//! Configuration options for INI parsing and serialization.
//!
//! The only behavior switch is the "no section" compatibility mode, which decides
//! what happens to key-value lines that appear before the first `[Section]` header.
//! Options are passed explicitly to every call; there is no process-wide state.
//!
//! ## Examples
//!
//! ```rust
//! use ini_roundtrip::{from_str_with_options, IniOptions, NoSection, IMPLICIT_SECTION};
//!
//! let options = IniOptions::new().with_no_section(NoSection::Implicit);
//! let result = from_str_with_options("debug=true\n[Server]\nport=80", &options);
//!
//! assert!(result.warnings.is_empty());
//! assert_eq!(
//!     result.document.get(IMPLICIT_SECTION, "debug").and_then(|v| v.as_bool()),
//!     Some(true)
//! );
//! ```

/// Name of the reserved section that collects header-less entries in
/// [`NoSection::Implicit`] mode. It is never written as a `[...]` header in that mode.
pub const IMPLICIT_SECTION: &str = "__implicit__";

/// How key-value lines before the first section header are treated.
#[derive(Clone, Copy, Debug, PartialEq, Eq, Default)]
pub enum NoSection {
    /// The line is rejected and reported as a warning.
    #[default]
    Reject,
    /// The line is attached to [`IMPLICIT_SECTION`].
    Implicit,
}

impl NoSection {
    #[must_use]
    pub const fn is_implicit(self) -> bool {
        matches!(self, NoSection::Implicit)
    }
}

/// Configuration for [`parse_with_options`](crate::parse_with_options) and
/// [`save_with_options`](crate::save_with_options).
///
/// Use the same options for both directions: a document parsed in implicit mode
/// should be saved in implicit mode, otherwise the reserved section comes back as a
/// regular `[__implicit__]` block.
#[derive(Clone, Debug, Default, PartialEq, Eq)]
pub struct IniOptions {
    pub no_section: NoSection,
}

impl IniOptions {
    /// Creates default options (header-less key-value lines are rejected).
    ///
    /// # Examples
    ///
    /// ```rust
    /// use ini_roundtrip::{IniOptions, NoSection};
    ///
    /// let options = IniOptions::new();
    /// assert_eq!(options.no_section, NoSection::Reject);
    /// ```
    #[must_use]
    pub fn new() -> Self {
        Self::default()
    }

    #[must_use]
    pub fn with_no_section(mut self, no_section: NoSection) -> Self {
        self.no_section = no_section;
        self
    }

    /// Returns `true` if `name` is the reserved section that is written without a header.
    #[must_use]
    pub fn is_headerless(&self, name: &str) -> bool {
        self.no_section.is_implicit() && name == IMPLICIT_SECTION
    }
}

=====

Exercise aim: Restate word for word the lines in the material above from the one with "#[derive(Clone, Copy, Debug, PartialEq, Eq, Default)]" to the one with "parsed in implicit mode"; both of those lines count, and nothing else does.

Final answer:
#[derive(Clone, Copy, Debug, PartialEq, Eq, Default)]
pub enum NoSection {
    /// The line is rejected and reported as a warning.
    #[default]
    Reject,
    /// The line is attached to [`IMPLICIT_SECTION`].
    Implicit,
}

impl NoSection {
    #[must_use]
    pub const fn is_implicit(self) -> bool {
        matches!(self, NoSection::Implicit)
    }
}

/// Configuration for [`parse_with_options`](crate::parse_with_options) and
/// [`save_with_options`](crate::save_with_options).
///
/// Use the same options for both directions: a document parsed in implicit mode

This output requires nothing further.